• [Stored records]
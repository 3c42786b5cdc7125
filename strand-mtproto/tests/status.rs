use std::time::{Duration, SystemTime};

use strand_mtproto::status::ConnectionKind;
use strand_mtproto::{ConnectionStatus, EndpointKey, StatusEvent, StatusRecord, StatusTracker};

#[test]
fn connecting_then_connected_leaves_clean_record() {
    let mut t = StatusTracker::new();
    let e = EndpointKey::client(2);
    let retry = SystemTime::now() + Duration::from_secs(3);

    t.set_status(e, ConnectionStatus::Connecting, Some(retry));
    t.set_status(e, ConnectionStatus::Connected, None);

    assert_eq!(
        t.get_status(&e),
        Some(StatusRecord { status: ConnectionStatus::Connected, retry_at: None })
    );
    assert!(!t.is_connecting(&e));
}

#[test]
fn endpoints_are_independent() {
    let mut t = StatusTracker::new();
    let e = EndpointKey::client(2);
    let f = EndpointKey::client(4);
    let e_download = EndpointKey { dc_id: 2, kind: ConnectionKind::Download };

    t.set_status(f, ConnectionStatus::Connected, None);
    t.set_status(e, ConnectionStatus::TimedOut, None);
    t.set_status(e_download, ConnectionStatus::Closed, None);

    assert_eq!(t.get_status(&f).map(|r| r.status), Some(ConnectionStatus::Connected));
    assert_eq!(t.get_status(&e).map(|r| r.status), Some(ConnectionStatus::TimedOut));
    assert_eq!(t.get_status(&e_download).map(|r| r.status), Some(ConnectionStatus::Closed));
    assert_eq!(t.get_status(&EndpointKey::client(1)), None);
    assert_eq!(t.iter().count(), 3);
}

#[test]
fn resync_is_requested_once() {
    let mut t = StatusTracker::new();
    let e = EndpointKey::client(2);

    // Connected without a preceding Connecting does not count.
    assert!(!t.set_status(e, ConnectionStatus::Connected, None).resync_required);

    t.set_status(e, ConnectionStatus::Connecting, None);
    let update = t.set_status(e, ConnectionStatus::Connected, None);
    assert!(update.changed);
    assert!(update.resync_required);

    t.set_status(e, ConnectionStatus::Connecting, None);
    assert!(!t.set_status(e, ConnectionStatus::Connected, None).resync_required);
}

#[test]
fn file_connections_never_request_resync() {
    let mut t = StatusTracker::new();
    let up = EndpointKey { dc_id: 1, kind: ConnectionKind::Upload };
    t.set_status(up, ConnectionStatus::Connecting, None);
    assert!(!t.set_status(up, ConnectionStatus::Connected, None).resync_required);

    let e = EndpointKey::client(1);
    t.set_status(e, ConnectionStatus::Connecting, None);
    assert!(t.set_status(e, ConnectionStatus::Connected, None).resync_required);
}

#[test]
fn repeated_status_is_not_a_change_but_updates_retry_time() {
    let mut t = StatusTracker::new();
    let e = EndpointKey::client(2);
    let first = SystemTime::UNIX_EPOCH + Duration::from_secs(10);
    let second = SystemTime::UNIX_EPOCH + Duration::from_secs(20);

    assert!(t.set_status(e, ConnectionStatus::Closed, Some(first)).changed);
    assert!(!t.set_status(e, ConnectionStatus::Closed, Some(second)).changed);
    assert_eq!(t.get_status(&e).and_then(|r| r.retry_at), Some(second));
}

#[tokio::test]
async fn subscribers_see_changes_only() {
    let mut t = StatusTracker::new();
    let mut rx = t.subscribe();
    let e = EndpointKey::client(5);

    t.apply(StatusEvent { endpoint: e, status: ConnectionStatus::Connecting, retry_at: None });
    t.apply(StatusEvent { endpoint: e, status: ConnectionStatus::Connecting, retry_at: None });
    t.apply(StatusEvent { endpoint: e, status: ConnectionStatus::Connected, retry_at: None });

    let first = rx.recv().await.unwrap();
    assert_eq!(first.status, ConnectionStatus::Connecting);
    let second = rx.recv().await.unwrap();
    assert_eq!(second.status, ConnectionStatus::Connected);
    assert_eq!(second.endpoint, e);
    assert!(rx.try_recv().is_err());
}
--
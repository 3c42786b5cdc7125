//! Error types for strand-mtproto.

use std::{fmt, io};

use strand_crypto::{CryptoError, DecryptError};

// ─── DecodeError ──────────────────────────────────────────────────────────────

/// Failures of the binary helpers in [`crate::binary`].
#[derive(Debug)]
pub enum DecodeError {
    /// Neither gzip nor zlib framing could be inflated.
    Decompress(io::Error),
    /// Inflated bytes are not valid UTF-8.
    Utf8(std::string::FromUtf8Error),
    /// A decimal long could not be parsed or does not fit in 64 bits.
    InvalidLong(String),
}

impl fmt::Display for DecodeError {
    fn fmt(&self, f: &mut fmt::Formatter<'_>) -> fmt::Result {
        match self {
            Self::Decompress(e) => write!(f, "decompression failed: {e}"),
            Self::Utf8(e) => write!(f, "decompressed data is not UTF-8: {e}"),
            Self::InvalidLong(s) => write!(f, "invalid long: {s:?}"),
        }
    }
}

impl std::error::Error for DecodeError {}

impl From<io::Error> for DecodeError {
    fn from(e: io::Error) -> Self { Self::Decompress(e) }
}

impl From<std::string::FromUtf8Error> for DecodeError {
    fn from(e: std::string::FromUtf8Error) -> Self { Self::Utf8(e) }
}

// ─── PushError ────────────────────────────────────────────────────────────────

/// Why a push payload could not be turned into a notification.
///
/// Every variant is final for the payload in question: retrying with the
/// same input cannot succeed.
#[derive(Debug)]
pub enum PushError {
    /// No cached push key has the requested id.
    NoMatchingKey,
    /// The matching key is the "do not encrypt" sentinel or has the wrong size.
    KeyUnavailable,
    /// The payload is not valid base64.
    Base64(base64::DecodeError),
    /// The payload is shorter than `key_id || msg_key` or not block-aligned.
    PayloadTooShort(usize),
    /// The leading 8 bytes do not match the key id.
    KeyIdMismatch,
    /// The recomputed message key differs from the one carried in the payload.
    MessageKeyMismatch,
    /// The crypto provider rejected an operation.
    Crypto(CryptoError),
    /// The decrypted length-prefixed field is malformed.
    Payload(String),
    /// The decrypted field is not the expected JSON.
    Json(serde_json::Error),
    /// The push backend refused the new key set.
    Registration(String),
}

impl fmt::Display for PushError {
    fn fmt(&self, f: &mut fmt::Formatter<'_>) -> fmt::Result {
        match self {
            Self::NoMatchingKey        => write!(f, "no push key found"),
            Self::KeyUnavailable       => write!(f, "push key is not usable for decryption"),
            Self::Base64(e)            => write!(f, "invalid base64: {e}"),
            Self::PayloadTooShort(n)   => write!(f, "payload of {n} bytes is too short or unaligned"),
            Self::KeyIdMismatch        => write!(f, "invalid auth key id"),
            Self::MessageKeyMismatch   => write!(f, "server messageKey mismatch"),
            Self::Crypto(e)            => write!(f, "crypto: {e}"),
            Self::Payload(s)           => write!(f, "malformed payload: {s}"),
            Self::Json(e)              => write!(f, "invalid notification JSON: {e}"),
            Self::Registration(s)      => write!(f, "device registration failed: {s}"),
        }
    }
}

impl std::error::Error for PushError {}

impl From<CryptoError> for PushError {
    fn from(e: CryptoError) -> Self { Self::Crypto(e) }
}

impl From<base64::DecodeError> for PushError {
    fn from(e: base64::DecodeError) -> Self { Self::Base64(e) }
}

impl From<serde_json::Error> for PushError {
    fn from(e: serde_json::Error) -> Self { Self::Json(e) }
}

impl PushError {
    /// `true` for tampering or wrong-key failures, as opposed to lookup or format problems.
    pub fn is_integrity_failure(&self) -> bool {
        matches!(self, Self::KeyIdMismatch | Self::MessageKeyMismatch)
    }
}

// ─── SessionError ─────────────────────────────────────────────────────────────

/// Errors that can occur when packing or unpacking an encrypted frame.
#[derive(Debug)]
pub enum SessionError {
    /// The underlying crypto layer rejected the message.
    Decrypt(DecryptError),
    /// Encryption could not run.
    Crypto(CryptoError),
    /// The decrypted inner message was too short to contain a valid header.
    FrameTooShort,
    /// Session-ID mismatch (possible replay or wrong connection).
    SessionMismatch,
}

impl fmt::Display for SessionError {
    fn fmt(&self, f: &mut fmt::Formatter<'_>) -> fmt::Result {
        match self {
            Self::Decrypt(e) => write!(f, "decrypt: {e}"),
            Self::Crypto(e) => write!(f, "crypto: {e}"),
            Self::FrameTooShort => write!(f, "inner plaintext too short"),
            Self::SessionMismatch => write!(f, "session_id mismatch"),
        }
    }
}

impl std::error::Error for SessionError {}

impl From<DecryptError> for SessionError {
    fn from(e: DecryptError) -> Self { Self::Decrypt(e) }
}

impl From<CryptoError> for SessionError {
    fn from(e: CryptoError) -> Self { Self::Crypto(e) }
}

• [Try it] Take every line from the data that contains the word "KeyIdMismatch".

• [Answer to this exercise]
    KeyIdMismatch,
            Self::KeyIdMismatch        => write!(f, "invalid auth key id"),
        matches!(self, Self::KeyIdMismatch | Self::MessageKeyMismatch)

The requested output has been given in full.